Valid methods are needed to extract evidence from retrospective analysis of EHR data. For example, one such method may include research on how longitudinal EHR data can be used to replicate the results of prior randomized clinical trials. Such an evaluation might include imposing the same patient inclusion and exclusion criteria, duration of “observation,” and other design features used in pivotal trials. Other techniques (e.g., use of propensity scores, interaction terms with treatment used) may have to be used to adjust for underlying differences between clinic patients and trial participants and for confounding by indication and other factors (Seeger et al. 2005). This represents one scenario for how methods may be developed and validated as a first step toward extracting evidence from EHR data. Establishing such a foundation opens opportunities to explore other questions relevant to the generalizability gap between RCT evidence and questions that arise in practice. What would have happened in the trial if, for example, patients who were sicker or older, or patients who had more diverse comorbidities, had been enrolled? What are the profiles of patients who might best (or least) benefit from the treatment? What are the treatment effects on other outcomes not measured in the original trial? Such “virtual” trials could extend the evidence from efficacy studies to those more relevant to clinical practice.

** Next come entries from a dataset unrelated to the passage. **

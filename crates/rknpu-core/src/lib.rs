//! Scheduling core of the RKNPU driver.
//!
//! The crate owns everything between the client request surface and the register windows:
//! - [`Session`]s and their [`Buffer`]s (allocated or imported),
//! - the reference-counted [`PowerController`] with deferred power-off,
//! - the per-core queues and job state machine of the [`Engine`],
//! - guard-page mappings around a session's buffers ([`guard`]),
//! - soft reset, action dispatch and the [`Device`] tying it together.
//!
//! Hardware is reached only through the traits in [`hw`]; the attach layer that discovers the
//! device supplies them.
#![forbid(unsafe_code)]

mod action;
pub mod buffer;
pub mod config;
pub mod device;
pub mod diag;
pub mod engine;
pub mod error;
pub mod guard;
pub mod hw;
pub mod job;
pub mod power;
pub mod session;
pub mod stats;
mod sync;
mod workqueue;

#[cfg(test)]
mod testing;

pub use buffer::{Buffer, BufferKind};
pub use config::{DeviceConfig, GuardConfig, HwConfig};
pub use device::Device;
pub use engine::{least_loaded, CoreLoad, Engine, IrqOutcome, QueueSnapshot};
pub use error::{ImportStage, NpuError, Result};
pub use guard::{plan_guard_regions, GuardSet};
pub use hw::{
    AttachResources, AttachmentId, CoherentAlloc, CoreRegs, CpuMapping, DmaBuf, DmaBufExporter,
    DmaMemory, HwError, Iommu, IommuProt, PhysPage, PowerRails, ResetControl, SgEntry, SgTable,
};
pub use job::{core_range, share, CoreRange, Job};
pub use power::{PowerController, PowerRef};
pub use session::Session;
pub use stats::{NpuStats, NpuStatsSnapshot};
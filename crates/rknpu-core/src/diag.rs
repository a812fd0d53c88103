//! Read-only register snapshots taken when a job times out or is aborted.
//!
//! Capturing never writes to the hardware. Logging is kept separate from capture so the wait and
//! abort paths decide when a dump is emitted.

use tracing::{error, warn};

use crate::config::HwConfig;
use crate::hw::CoreRegs;
use rknpu_protocol::regs::{engine, iommu, pc};
use rknpu_protocol::RknpuTask;

/// Completed-task counter of a core.
pub(crate) fn task_counter(regs: &dyn CoreRegs, hw: &HwConfig) -> u32 {
    regs.read32(hw.pc_task_status_offset) & hw.pc_task_number_mask
}

/// Program-control state of one core.
#[derive(Debug, Clone, Copy, Default, PartialEq, Eq)]
pub struct CoreSnapshot {
    pub core: usize,
    pub int_status: u32,
    pub raw_status: u32,
    pub task_counter: u32,
    pub data_addr: u32,
    pub data_amount: u32,
    pub task_control: u32,
    pub dma_base: u32,
}

impl CoreSnapshot {
    pub fn capture(regs: &dyn CoreRegs, hw: &HwConfig, core: usize) -> Self {
        Self {
            core,
            int_status: regs.read32(pc::INT_STATUS),
            raw_status: regs.read32(pc::INT_RAW_STATUS),
            task_counter: task_counter(regs, hw),
            data_addr: regs.read32(pc::DATA_ADDR),
            data_amount: regs.read32(pc::DATA_AMOUNT),
            task_control: regs.read32(pc::TASK_CONTROL),
            dma_base: regs.read32(pc::DMA_BASE_ADDR),
        }
    }
}

/// One IOMMU register bank, read through core 0's window.
#[derive(Debug, Clone, Copy, Default, PartialEq, Eq)]
pub struct IommuBank {
    pub base: u32,
    pub dte: u32,
    pub status: u32,
    pub page_fault: u32,
    pub raw_status: u32,
    pub int_mask: u32,
}

impl IommuBank {
    pub fn capture(core0: &dyn CoreRegs, base: u32) -> Self {
        Self {
            base,
            dte: core0.read32(base + iommu::DTE_ADDR),
            status: core0.read32(base + iommu::STATUS),
            page_fault: core0.read32(base + iommu::PAGE_FAULT_ADDR),
            raw_status: core0.read32(base + iommu::INT_RAWSTAT),
            int_mask: core0.read32(base + iommu::INT_MASK),
        }
    }

    pub fn capture_all(core0: &dyn CoreRegs) -> [Self; 2] {
        iommu::BANKS.map(|base| Self::capture(core0, base))
    }
}

/// Full register dump of a core that stopped making progress.
#[derive(Debug, Clone, PartialEq, Eq)]
pub struct TimeoutDump {
    pub core: usize,
    /// Program-control registers `0x00..=0x3c`.
    pub pc: [u32; 16],
    pub enable_mask: u32,
    /// `(block, S_STATUS, S_POINTER)` per engine block.
    pub engines: Vec<(&'static str, u32, u32)>,
    pub cna_clk_gate: u32,
}

impl TimeoutDump {
    pub fn capture(regs: &dyn CoreRegs, core: usize) -> Self {
        let mut pc_regs = [0u32; 16];
        for (index, value) in pc_regs.iter_mut().enumerate() {
            *value = regs.read32(index as u32 * 4);
        }
        Self {
            core,
            pc: pc_regs,
            enable_mask: regs.read32(pc::ENABLE_MASK),
            engines: engine::BLOCKS
                .iter()
                .map(|&(name, status, pointer)| (name, regs.read32(status), regs.read32(pointer)))
                .collect(),
            cna_clk_gate: regs.read32(engine::CNA_CLK_GATE),
        }
    }

    pub fn log(&self, tasks: &[(u32, RknpuTask)]) {
        let pc_regs = self
            .pc
            .iter()
            .enumerate()
            .map(|(index, value)| (index as u32 * 4, *value))
            .chain([(pc::ENABLE_MASK, self.enable_mask)]);
        for (reg, value) in pc_regs {
            error!(
                core = self.core,
                reg = format_args!("{reg:#06x}"),
                value = format_args!("{value:#010x}"),
                "timeout pc register"
            );
        }
        for (name, status, pointer) in &self.engines {
            error!(
                core = self.core,
                block = name,
                s_status = format_args!("{status:#010x}"),
                s_pointer = format_args!("{pointer:#010x}"),
                "timeout engine state"
            );
        }
        error!(
            core = self.core,
            cna_clk_gate = format_args!("{:#010x}", self.cna_clk_gate),
            "timeout clock gate"
        );
        for (index, task) in tasks {
            error!(
                task = index,
                flags = format_args!("{:#x}", task.flags),
                op_idx = task.op_idx,
                enable_mask = format_args!("{:#x}", task.enable_mask),
                int_mask = format_args!("{:#x}", task.int_mask),
                int_clear = format_args!("{:#x}", task.int_clear),
                int_status = format_args!("{:#x}", task.int_status),
                regcfg_amount = task.regcfg_amount,
                regcfg_offset = task.regcfg_offset,
                regcmd_addr = format_args!("{:#x}", task.regcmd_addr),
                "timeout task record"
            );
        }
    }
}

pub(crate) fn log_abort_state(cores: &[CoreSnapshot], expected: &[u32], elapsed_us: u64) {
    for (snap, mask) in cores.iter().zip(expected) {
        warn!(
            core = snap.core,
            int_status = format_args!("{:#x}", snap.int_status),
            raw_status = format_args!("{:#x}", snap.raw_status),
            expected = format_args!("{mask:#x}"),
            task_counter = snap.task_counter,
            pc_addr = format_args!("{:#x}", snap.data_addr),
            pc_amount = format_args!("{:#x}", snap.data_amount),
            task_control = format_args!("{:#x}", snap.task_control),
            dma_base = format_args!("{:#x}", snap.dma_base),
            elapsed_us,
            "aborted job core state"
        );
    }
}

pub(crate) fn log_iommu_banks(banks: &[IommuBank]) {
    for bank in banks {
        warn!(
            bank = format_args!("{:#x}", bank.base),
            dte = format_args!("{:#x}", bank.dte),
            status = format_args!("{:#x}", bank.status),
            page_fault = format_args!("{:#x}", bank.page_fault),
            raw = format_args!("{:#x}", bank.raw_status),
            mask = format_args!("{:#x}", bank.int_mask),
            "iommu state"
        );
    }
}
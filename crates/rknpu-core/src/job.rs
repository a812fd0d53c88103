//! Execution record of one submission.

use std::sync::atomic::{AtomicBool, AtomicU32, Ordering};
use std::sync::{Arc, Mutex};
use std::time::{Duration, Instant};

use tracing::debug;

use crate::buffer::Buffer;
use crate::config::HwConfig;
use crate::error::{NpuError, Result};
use crate::guard::GuardSet;
use crate::power::PowerRef;
use crate::sync::lock;
use rknpu_protocol::{JobFlags, SubcoreTask, SyncFlags, MAX_CORES, SUBCORE_TASK_SLOTS};

/// Contiguous run of task records assigned to one core.
#[derive(Debug, Clone, Copy, Default, PartialEq, Eq)]
pub struct CoreRange {
    pub start: u32,
    pub count: u32,
}

impl CoreRange {
    pub fn end(&self) -> u64 {
        self.start as u64 + self.count as u64
    }

    /// Number of commits needed when one commit carries at most `max` tasks.
    pub fn batches(&self, max: u32) -> u32 {
        self.count.div_ceil(max)
    }

    /// Tasks of batch `index`.
    pub fn batch(&self, index: u32, max: u32) -> CoreRange {
        let done = index.saturating_mul(max);
        CoreRange {
            start: self.start.saturating_add(done),
            count: self.count.saturating_sub(done).min(max),
        }
    }
}

/// Share `index` of `parts` contiguous shares of `global`; earlier shares take the remainder.
pub fn share(global: CoreRange, parts: u32, index: u32) -> CoreRange {
    if parts <= 1 {
        return global;
    }
    let base = global.count / parts;
    let extra = global.count % parts;
    let before = index * base + index.min(extra);
    CoreRange {
        start: global.start.saturating_add(before),
        count: base + u32::from(index < extra),
    }
}

/// Task range a core of a job using `use_cores` cores works on.
///
/// Multi-core devices take the range from the submission's per-core slots (slot `core` for jobs
/// on one or two cores, slot `core + 2` for jobs on three). A slot with no tasks falls back to the
/// submission's global range: the whole of it for a job on one core, otherwise the share at
/// `ordinal`, the core's position among the job's cores. Single-core devices always use the
/// global range.
pub fn core_range(
    hw: &HwConfig,
    task_start: u32,
    task_number: u32,
    subcore: &[SubcoreTask; SUBCORE_TASK_SLOTS],
    use_cores: u32,
    core: usize,
    ordinal: u32,
) -> CoreRange {
    let global = CoreRange {
        start: task_start,
        count: task_number,
    };
    if !hw.is_multicore() {
        return global;
    }
    let slot = match use_cores {
        1 | 2 => core,
        3 => core + 2,
        _ => return global,
    };
    match subcore.get(slot) {
        Some(s) if s.task_number != 0 => CoreRange {
            start: s.task_start,
            count: s.task_number,
        },
        _ => share(global, use_cores, ordinal),
    }
}

/// Resources a job holds until it has finished.
///
/// Released in field order after imported buffers are synced back to the CPU: guard pages are
/// unmapped before the power reference goes.
#[derive(Debug, Default)]
pub struct JobResources {
    pub sync_back: Vec<Arc<Buffer>>,
    pub guards: Option<GuardSet>,
    pub power: Option<PowerRef>,
}

impl Drop for JobResources {
    fn drop(&mut self) {
        for buffer in &self.sync_back {
            buffer.sync(SyncFlags::FROM_DEVICE);
        }
    }
}

/// What the client asked for, before it is bound to cores.
#[derive(Debug)]
pub struct JobRequest {
    pub flags: JobFlags,
    pub timeout: Duration,
    pub core_mask: u32,
    pub task_start: u32,
    pub task_number: u32,
    pub subcore_task: [SubcoreTask; SUBCORE_TASK_SLOTS],
    pub task_buffer: Arc<Buffer>,
    pub task_base_addr: u64,
    pub resources: JobResources,
}

#[derive(Debug, Default)]
struct JobTiming {
    committed_at: Option<Instant>,
    hw_elapsed: Duration,
}

/// A job bound to its cores.
///
/// Shared between the submitting thread, each participating core's queue and the interrupt
/// path. Per-core state is only touched by the path owning that core; the cross-core countdowns
/// decide which caller commits the job and which one finishes it.
pub struct Job {
    id: u64,
    flags: JobFlags,
    core_mask: u32,
    ranges: [Option<CoreRange>; MAX_CORES],
    task_number: u32,
    task_buffer: Arc<Buffer>,
    task_base_addr: u64,
    timeout: Duration,
    created_at: Instant,

    run_count: AtomicU32,
    interrupt_count: AtomicU32,
    submit_count: [AtomicU32; MAX_CORES],
    irq_entry: [AtomicBool; MAX_CORES],
    int_mask: [AtomicU32; MAX_CORES],
    int_status: [AtomicU32; MAX_CORES],

    done: AtomicBool,
    failure: Mutex<Option<NpuError>>,
    timing: Mutex<JobTiming>,
    resources: Mutex<Option<JobResources>>,
}

impl std::fmt::Debug for Job {
    fn fmt(&self, f: &mut std::fmt::Formatter<'_>) -> std::fmt::Result {
        f.debug_struct("Job")
            .field("id", &self.id)
            .field("flags", &self.flags)
            .field("core_mask", &format_args!("{:#x}", self.core_mask))
            .field("ranges", &self.ranges)
            .field("done", &self.is_done())
            .finish_non_exhaustive()
    }
}

impl Job {
    pub(crate) fn new(
        id: u64,
        request: JobRequest,
        core_mask: u32,
        ranges: [Option<CoreRange>; MAX_CORES],
    ) -> Self {
        let use_cores = core_mask.count_ones();
        Self {
            id,
            flags: request.flags,
            core_mask,
            ranges,
            task_number: request.task_number,
            task_buffer: request.task_buffer,
            task_base_addr: request.task_base_addr,
            timeout: request.timeout,
            created_at: Instant::now(),
            run_count: AtomicU32::new(use_cores),
            interrupt_count: AtomicU32::new(use_cores),
            submit_count: Default::default(),
            irq_entry: Default::default(),
            int_mask: Default::default(),
            int_status: Default::default(),
            done: AtomicBool::new(false),
            failure: Mutex::new(None),
            timing: Mutex::new(JobTiming::default()),
            resources: Mutex::new(Some(request.resources)),
        }
    }

    pub fn id(&self) -> u64 {
        self.id
    }

    pub fn flags(&self) -> JobFlags {
        self.flags
    }

    /// Cores the job runs on, after automatic selection.
    pub fn core_mask(&self) -> u32 {
        self.core_mask
    }

    pub fn use_cores(&self) -> u32 {
        self.core_mask.count_ones()
    }

    pub fn cores(&self) -> impl Iterator<Item = usize> + '_ {
        (0..MAX_CORES).filter(move |core| self.ranges[*core].is_some())
    }

    pub fn range(&self, core: usize) -> Option<CoreRange> {
        self.ranges.get(core).copied().flatten()
    }

    /// Tasks the job was submitted with; its cores' ranges add up to this.
    pub fn task_count(&self) -> u32 {
        self.task_number
    }

    pub fn task_buffer(&self) -> &Arc<Buffer> {
        &self.task_buffer
    }

    pub fn task_base_addr(&self) -> u64 {
        self.task_base_addr
    }

    pub fn timeout(&self) -> Duration {
        self.timeout
    }

    pub fn age(&self) -> Duration {
        self.created_at.elapsed()
    }

    /// Queue whose waiters are woken when the job finishes: core 0's for jobs spanning several
    /// cores, the job's own core otherwise.
    pub fn wait_core(&self) -> usize {
        if self.use_cores() > 1 {
            0
        } else {
            self.core_mask.trailing_zeros() as usize
        }
    }

    pub fn is_done(&self) -> bool {
        self.done.load(Ordering::Acquire)
    }

    /// Marks the job finished. Returns `false` if it already was.
    pub(crate) fn mark_done(&self) -> bool {
        !self.done.swap(true, Ordering::AcqRel)
    }

    /// Called by each core when it takes the job as its running job. Returns `true` for the last
    /// core, which then commits the job everywhere.
    pub(crate) fn claim_core(&self) -> bool {
        countdown(&self.run_count)
    }

    /// Called by each core once it is finished with the job. Returns `true` exactly once, for the
    /// last core.
    pub(crate) fn retire_core(&self) -> bool {
        countdown(&self.interrupt_count)
    }

    pub(crate) fn submitted_batches(&self, core: usize) -> u32 {
        self.submit_count[core].load(Ordering::Acquire)
    }

    pub(crate) fn note_batch_done(&self, core: usize) -> u32 {
        self.submit_count[core].fetch_add(1, Ordering::AcqRel) + 1
    }

    pub(crate) fn set_irq_entry(&self, core: usize) {
        self.irq_entry[core].store(true, Ordering::Release);
    }

    pub(crate) fn irq_entered(&self, core: usize) -> bool {
        self.irq_entry[core].load(Ordering::Acquire)
    }

    pub(crate) fn set_expected_mask(&self, core: usize, mask: u32) {
        self.int_mask[core].store(mask, Ordering::Release);
    }

    pub fn expected_mask(&self, core: usize) -> u32 {
        self.int_mask[core].load(Ordering::Acquire)
    }

    pub(crate) fn set_int_status(&self, core: usize, status: u32) {
        self.int_status[core].store(status, Ordering::Release);
    }

    pub fn int_status(&self, core: usize) -> u32 {
        self.int_status[core].load(Ordering::Acquire)
    }

    pub(crate) fn mark_committed(&self, now: Instant) {
        lock(&self.timing).committed_at = Some(now);
    }

    pub(crate) fn committed_at(&self) -> Option<Instant> {
        lock(&self.timing).committed_at
    }

    pub(crate) fn record_hw_elapsed(&self, now: Instant) {
        let mut timing = lock(&self.timing);
        if let Some(committed) = timing.committed_at {
            timing.hw_elapsed = now.saturating_duration_since(committed);
        }
    }

    pub fn hw_elapsed(&self) -> Duration {
        lock(&self.timing).hw_elapsed
    }

    /// Keeps the first failure reported by any core.
    pub(crate) fn record_failure(&self, err: NpuError) {
        let mut failure = lock(&self.failure);
        if failure.is_none() {
            debug!(job = self.id, %err, "job failed");
            *failure = Some(err);
        }
    }

    pub(crate) fn take_outcome(&self) -> Result<()> {
        match lock(&self.failure).take() {
            Some(err) => Err(err),
            None => Ok(()),
        }
    }

    /// Drops whatever the job still holds: imported buffers are synced back, guard pages
    /// removed and the power reference released. Later calls do nothing.
    pub(crate) fn release_resources(&self) {
        let resources = lock(&self.resources).take();
        if let Some(resources) = resources {
            debug!(
                job = self.id,
                guards = resources.guards.as_ref().map_or(0, GuardSet::len),
                "releasing job resources"
            );
            drop(resources);
        }
    }
}

fn countdown(counter: &AtomicU32) -> bool {
    counter
        .fetch_update(Ordering::AcqRel, Ordering::Acquire, |n| n.checked_sub(1))
        .map_or(false, |previous| previous == 1)
}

Ultimately, such methods can be used to serve two purposes: to create evidence more relevant to practice and to translate the methods into protocols that rapidly evaluate data to provide real-time decision support. Consider the needs of a patient with comorbid atrial fibrillation, diabetes, and hypertension. If each disease were considered in isolation, thiazides might be prescribed for hypertension, angiotensin receptor blocker for diabetes, and a beta-blocker for atrial fibrillation. Yet in considering the whole patient, clinicians necessarily have to make nuanced decisions (i.e., to optimize the relative benefits of taking numerous medications, simplifying the treatment regimen, reducing cost to the patient, minimizing drug-drug interactions and adverse events, etc.) that are unlikely to ever be based on expert guidelines. A logical extension of the methodological work described above is to apply such methods to the rapid processing of longitudinal, population-based EHR data to facilitate clinical decision making given a patient’s profile and preferences.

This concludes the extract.